Los automóviles eléctricos expresan su consumo en kilovatios hora cada 100 kilómetros, una unidad menos familiar que los litros utilizados para medir el gasto de los vehículos de combustión. Convertir ambas cifras permite observar la enorme diferencia de eficiencia entre las dos tecnologías.
Un eléctrico que consume 15 kWh/100 km utiliza aproximadamente la energía contenida en entre 1,5 y 1,7 litros de gasolina. La cifra exacta depende del valor energético empleado para el combustible, pero la conclusión es la misma: necesita mucha menos energía para recorrer la misma distancia.
Cómo se realiza la equivalencia
Un litro de gasolina contiene aproximadamente entre 8,7 y 10 kWh de energía. Si se toma como referencia el valor redondeado de 10 kWh, el cálculo es sencillo:
15 kWh ÷ 10 kWh por litro = 1,5 litros de gasolina
Con el valor energético de referencia utilizado por el Departamento de Energía de Estados Unidos, la equivalencia se aproxima más a 1,7 litros.
Esto no significa que el eléctrico consuma gasolina ni que los dos tipos de energía tengan el mismo precio. Se trata únicamente de comparar cuánta energía llevan almacenada antes de que cada vehículo comience a utilizarla.
¿Por qué un eléctrico aprovecha mejor la energía?
La mayor parte de la energía contenida en la gasolina no llega hasta las ruedas. Se pierde principalmente como calor en el motor y mediante el escape, la refrigeración y otros componentes mecánicos.
De acuerdo con el Departamento de Energía de Estados Unidos, un automóvil convencional aprovecha alrededor del 30 % de la energía almacenada en el combustible, dependiendo del ciclo de conducción.
En un eléctrico, entre el 65 % y el 69 % de la energía de la batería llega directamente a las ruedas. Al sumar la recuperación obtenida mediante la frenada regenerativa, su eficiencia puede alcanzar entre el 87 % y el 91 %.
Por eso un vehículo de gasolina puede consumir seis o siete litros para recorrer 100 kilómetros, mientras un eléctrico realiza el mismo trayecto con una cantidad de energía equivalente a menos de dos litros.
La frenada regenerativa recupera energía
Cuando un automóvil de combustión reduce la velocidad, la energía acumulada por el movimiento se transforma principalmente en calor en los frenos y se pierde.
En un eléctrico, el motor también puede funcionar como generador. Al levantar el pie del acelerador o frenar, recupera parte de esa energía y la devuelve a la batería.
Según los cálculos oficiales estadounidenses, la regeneración puede recuperar alrededor del 22 % de la energía en un ciclo combinado de ciudad y carretera.

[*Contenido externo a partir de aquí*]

//! Cached module document client.
//!
//! Fetches module documents on demand and caches them with a staleness
//! window. At most one fetch is current per client: issuing a new fetch
//! (different module, or a forced refresh) supersedes any still-pending one.
//! A superseded fetch never updates the cache and never surfaces an error —
//! its result is discarded silently.
//!
//! Supersession is modeled with a generation counter rather than an abort
//! handle: every issued fetch takes a fresh generation, and its result is
//! applied only if that generation is still the latest when it completes.
//! This holds up under real parallel callers, not just a single cooperative
//! task.
//!
//! The fetch transport and the clock are both injectable so cache behavior is
//! deterministic under test.

use async_trait::async_trait;
use std::collections::HashMap;
use std::sync::atomic::{AtomicU64, Ordering};
use std::sync::{Arc, Mutex};
use std::time::{Duration, Instant};

use crate::models::ModuleDocument;

/// Default staleness window for cached module documents.
pub const DEFAULT_CACHE_STALE: Duration = Duration::from_secs(5 * 60);

/// A module fetch that actually failed. Supersession is not a failure and is
/// reported through [`ModuleFetch::Superseded`] instead.
#[derive(Debug)]
pub enum FetchError {
    /// Transport-level failure (connection, timeout).
    Http(String),
    /// Non-success HTTP status.
    Status(u16),
    /// Response body was not a valid module document.
    Decode(String),
}

impl std::fmt::Display for FetchError {
    fn fmt(&self, f: &mut std::fmt::Formatter<'_>) -> std::fmt::Result {
        match self {
            FetchError::Http(e) => write!(f, "module fetch failed: {}", e),
            FetchError::Status(code) => write!(f, "module fetch failed: HTTP {}", code),
            FetchError::Decode(e) => write!(f, "module document is invalid: {}", e),
        }
    }
}

impl std::error::Error for FetchError {}

/// Outcome of a [`ModuleClient::get`] call.
#[derive(Debug, Clone, PartialEq)]
pub enum ModuleFetch {
    /// The requested document, from cache or freshly fetched.
    Document(ModuleDocument),
    /// A newer request was issued while this one was in flight; the result
    /// was discarded and the cache untouched.
    Superseded,
}

/// Transport for module documents.
#[async_trait]
pub trait ModuleFetcher: Send + Sync {
    async fn fetch(&self, module_id: &str) -> Result<ModuleDocument, FetchError>;
}

/// HTTP transport: GETs `<base>/modules/<id>.json`.
pub struct HttpFetcher {
    client: reqwest::Client,
    base_url: String,
}

impl HttpFetcher {
    pub fn new(base_url: &str) -> Self {
        HttpFetcher {
            client: reqwest::Client::builder()
                .timeout(Duration::from_secs(10))
                .build()
                .unwrap_or_default(),
            base_url: base_url.trim_end_matches('/').to_string(),
        }
    }

    fn module_url(&self, module_id: &str) -> String {
        format!("{}/modules/{}.json", self.base_url, module_id)
    }
}

#[async_trait]
impl ModuleFetcher for HttpFetcher {
    async fn fetch(&self, module_id: &str) -> Result<ModuleDocument, FetchError> {
        let response = self
            .client
            .get(self.module_url(module_id))
            .send()
            .await
            .map_err(|e| FetchError::Http(e.to_string()))?;

        let status = response.status();
        if !status.is_success() {
            return Err(FetchError::Status(status.as_u16()));
        }

        response
            .json::<ModuleDocument>()
            .await
            .map_err(|e| FetchError::Decode(e.to_string()))
    }
}

/// Injectable time source.
pub trait Clock: Send + Sync {
    fn now(&self) -> Instant;
}

/// Wall-clock time.
pub struct SystemClock;

impl Clock for SystemClock {
    fn now(&self) -> Instant {
        Instant::now()
    }
}

struct CacheEntry {
    document: ModuleDocument,
    stored_at: Instant,
}

/// Client with a per-module-id document cache.
///
/// Entries are replaced wholesale on refresh, never mutated in place, and
/// live until [`clear`](ModuleClient::clear) or replacement.
pub struct ModuleClient {
    fetcher: Arc<dyn ModuleFetcher>,
    clock: Arc<dyn Clock>,
    stale_after: Duration,
    cache: Mutex<HashMap<String, CacheEntry>>,
    generation: AtomicU64,
}

impl ModuleClient {
    pub fn new(fetcher: Arc<dyn ModuleFetcher>, stale_after: Duration) -> Self {
        Self::with_clock(fetcher, stale_after, Arc::new(SystemClock))
    }

    pub fn with_clock(
        fetcher: Arc<dyn ModuleFetcher>,
        stale_after: Duration,
        clock: Arc<dyn Clock>,
    ) -> Self {
        ModuleClient {
            fetcher,
            clock,
            stale_after,
            cache: Mutex::new(HashMap::new()),
            generation: AtomicU64::new(0),
        }
    }

    /// Get a module document, from cache when fresh.
    ///
    /// A cache entry younger than the staleness window is returned without
    /// any I/O (unless `force_refresh`). Otherwise a fetch is issued; if a
    /// newer fetch is issued before it completes, the result is discarded and
    /// [`ModuleFetch::Superseded`] is returned. Failed fetches leave the
    /// cache untouched.
    pub async fn get(
        &self,
        module_id: &str,
        force_refresh: bool,
    ) -> Result<ModuleFetch, FetchError> {
        if !force_refresh {
            let cache = self.cache.lock().expect("cache lock poisoned");
            if let Some(entry) = cache.get(module_id) {
                if self.clock.now().duration_since(entry.stored_at) < self.stale_after {
                    return Ok(ModuleFetch::Document(entry.document.clone()));
                }
            }
        }

        let generation = self.generation.fetch_add(1, Ordering::SeqCst) + 1;
        let result = self.fetcher.fetch(module_id).await;

        // A newer request took over while we were in flight: drop this
        // result, success or failure, without touching the cache.
        if self.generation.load(Ordering::SeqCst) != generation {
            return Ok(ModuleFetch::Superseded);
        }

        match result {
            Ok(document) => {
                let mut cache = self.cache.lock().expect("cache lock poisoned");
                cache.insert(
                    module_id.to_string(),
                    CacheEntry {
                        document: document.clone(),
                        stored_at: self.clock.now(),
                    },
                );
                Ok(ModuleFetch::Document(document))
            }
            Err(err) => Err(err),
        }
    }

    /// Empty the entire cache.
    pub fn clear(&self) {
        self.cache.lock().expect("cache lock poisoned").clear();
    }
}

#[cfg(test)]
mod tests {
    use super::*;
    use std::sync::atomic::AtomicUsize;

    fn document(module_id: &str) -> ModuleDocument {
        ModuleDocument {
            module: module_id.to_string(),
            label: module_id.to_string(),
            version: "1.0.0".to_string(),
            generated_at: "2026-01-01T00:00:00.000Z".to_string(),
            endpoints: Vec::new(),
            token_count: 42,
        }
    }

    /// Fetcher with a configurable per-module delay and a fetch counter.
    struct FakeFetcher {
        delays: HashMap<String, Duration>,
        fail: Vec<String>,
        fetches: AtomicUsize,
    }

    impl FakeFetcher {
        fn new() -> Self {
            FakeFetcher {
                delays: HashMap::new(),
                fail: Vec::new(),
                fetches: AtomicUsize::new(0),
            }
        }

        fn count(&self) -> usize {
            self.fetches.load(Ordering::SeqCst)
        }
    }

    #[async_trait]
    impl ModuleFetcher for FakeFetcher {
        async fn fetch(&self, module_id: &str) -> Result<ModuleDocument, FetchError> {
            self.fetches.fetch_add(1, Ordering::SeqCst);
            if let Some(delay) = self.delays.get(module_id) {
                tokio::time::sleep(*delay).await;
            }
            if self.fail.iter().any(|id| id == module_id) {
                return Err(FetchError::Status(500));
            }
            Ok(document(module_id))
        }
    }

    struct ManualClock {
        start: Instant,
        offset: Mutex<Duration>,
    }

    impl ManualClock {
        fn new() -> Self {
            ManualClock {
                start: Instant::now(),
                offset: Mutex::new(Duration::ZERO),
            }
        }

        fn advance(&self, by: Duration) {
            *self.offset.lock().unwrap() += by;
        }
    }

    impl Clock for ManualClock {
        fn now(&self) -> Instant {
            self.start + *self.offset.lock().unwrap()
        }
    }

    #[tokio::test]
    async fn fresh_cache_entry_is_served_without_io() {
        let fetcher = Arc::new(FakeFetcher::new());
        let clock = Arc::new(ManualClock::new());
        let client = ModuleClient::with_clock(
            fetcher.clone(),
            Duration::from_millis(1000),
            clock.clone(),
        );

        let first = client.get("auditing", false).await.unwrap();
        assert!(matches!(first, ModuleFetch::Document(_)));
        assert_eq!(fetcher.count(), 1);

        clock.advance(Duration::from_millis(999));
        let second = client.get("auditing", false).await.unwrap();
        assert!(matches!(second, ModuleFetch::Document(_)));
        assert_eq!(fetcher.count(), 1, "fresh entry must not trigger a fetch");
    }

    #[tokio::test]
    async fn stale_cache_entry_triggers_exactly_one_fetch() {
        let fetcher = Arc::new(FakeFetcher::new());
        let clock = Arc::new(ManualClock::new());
        let client = ModuleClient::with_clock(
            fetcher.clone(),
            Duration::from_millis(1000),
            clock.clone(),
        );

        client.get("auditing", false).await.unwrap();
        clock.advance(Duration::from_millis(1000));
        client.get("auditing", false).await.unwrap();
        assert_eq!(fetcher.count(), 2);
    }

    #[tokio::test]
    async fn force_refresh_bypasses_a_fresh_entry() {
        let fetcher = Arc::new(FakeFetcher::new());
        let client = ModuleClient::new(fetcher.clone(), DEFAULT_CACHE_STALE);

        client.get("queues", false).await.unwrap();
        client.get("queues", false).await.unwrap();
        assert_eq!(fetcher.count(), 1);

        client.get("queues", true).await.unwrap();
        assert_eq!(fetcher.count(), 2);
    }

    #[tokio::test(start_paused = true)]
    async fn superseded_fetch_is_discarded_silently() {
        let mut fetcher = FakeFetcher::new();
        fetcher
            .delays
            .insert("ai-assistants".to_string(), Duration::from_millis(50));
        fetcher
            .delays
            .insert("auditing".to_string(), Duration::from_millis(1));
        let fetcher = Arc::new(fetcher);
        let client = Arc::new(ModuleClient::new(fetcher.clone(), DEFAULT_CACHE_STALE));

        // Slow fetch for A, then a fetch for B before A resolves.
        let slow = tokio::spawn({
            let client = client.clone();
            async move { client.get("ai-assistants", false).await }
        });
        tokio::task::yield_now().await;

        let fast = client.get("auditing", false).await.unwrap();
        assert!(matches!(fast, ModuleFetch::Document(_)));

        let outcome = slow.await.unwrap().unwrap();
        assert_eq!(outcome, ModuleFetch::Superseded);

        // A's payload must never have landed in the cache.
        let cache = client.cache.lock().unwrap();
        assert!(!cache.contains_key("ai-assistants"));
        assert!(cache.contains_key("auditing"));
    }

    #[tokio::test(start_paused = true)]
    async fn superseded_failure_is_also_silent() {
        let mut fetcher = FakeFetcher::new();
        fetcher
            .delays
            .insert("queues".to_string(), Duration::from_millis(50));
        fetcher.fail.push("queues".to_string());
        let fetcher = Arc::new(fetcher);
        let client = Arc::new(ModuleClient::new(fetcher, DEFAULT_CACHE_STALE));

        let slow = tokio::spawn({
            let client = client.clone();
            async move { client.get("queues", false).await }
        });
        tokio::task::yield_now().await;

        client.get("system", false).await.unwrap();

        // The failing fetch was superseded, so no error surfaces.
        let outcome = slow.await.unwrap().unwrap();
        assert_eq!(outcome, ModuleFetch::Superseded);
    }

    #[tokio::test]
    async fn failed_fetch_leaves_other_entries_intact() {
        let mut fetcher = FakeFetcher::new();
        fetcher.fail.push("auditing".to_string());
        let fetcher = Arc::new(fetcher);
        let client = ModuleClient::new(fetcher.clone(), DEFAULT_CACHE_STALE);

        client.get("queues", false).await.unwrap();

        let err = client.get("auditing", false).await.unwrap_err();
        assert!(matches!(err, FetchError::Status(500)));

        // The failure must not evict the other module's entry.
        let count_before = fetcher.count();
        let cached = client.get("queues", false).await.unwrap();
        assert!(matches!(cached, ModuleFetch::Document(_)));
        assert_eq!(fetcher.count(), count_before);
    }

    #[tokio::test]
    async fn clear_empties_the_whole_cache() {
        let fetcher = Arc::new(FakeFetcher::new());
        let client = ModuleClient::new(fetcher.clone(), DEFAULT_CACHE_STALE);

        client.get("queues", false).await.unwrap();
        client.get("system", false).await.unwrap();
        assert_eq!(fetcher.count(), 2);

        client.clear();
        client.get("queues", false).await.unwrap();
        client.get("system", false).await.unwrap();
        assert_eq!(fetcher.count(), 4);
    }
}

Su efecto resulta especialmente perceptible en el tránsito urbano y durante los descensos prolongados.
Un eléctrico apenas consume cuando está detenido
La eficiencia también marca diferencias en los semáforos y atascos. Un motor de gasolina continúa utilizando combustible mientras permanece encendido, aunque el vehículo no avance.
El propulsor eléctrico, por el contrario, apenas requiere energía cuando el automóvil está detenido. El consumo en ese momento procede principalmente de sistemas auxiliares como la climatización, las luces o los equipos electrónicos.
La electricidad barata no explica todo el ahorro
El menor coste de uso de un eléctrico no depende únicamente del precio de la recarga. Incluso si la electricidad se encarece, el motor eléctrico seguirá necesitando mucha menos energía para realizar el mismo trabajo.
El ahorro económico final dependerá de la tarifa eléctrica, el precio de la gasolina, las pérdidas durante la carga y las condiciones de conducción. Sin embargo, la ventaja física de eficiencia permanece.
No es una comparación completa del impacto ambiental
Los automóviles eléctricos no emiten dióxido de carbono, óxidos de nitrógeno ni gases de combustión por el tubo de escape. No obstante, su impacto total también depende de la fabricación de la batería, el origen de la electricidad y el ciclo de vida del vehículo.
La equivalencia de 15 kWh con aproximadamente 1,5 o 1,7 litros de gasolina tampoco incluye la energía empleada para generar y transportar la electricidad ni para extraer, refinar y distribuir el combustible.
Aun con estas consideraciones, la comparación muestra la principal ventaja técnica de la movilidad eléctrica: aprovechar una proporción mucho mayor de la energía disponible para mover el automóvil.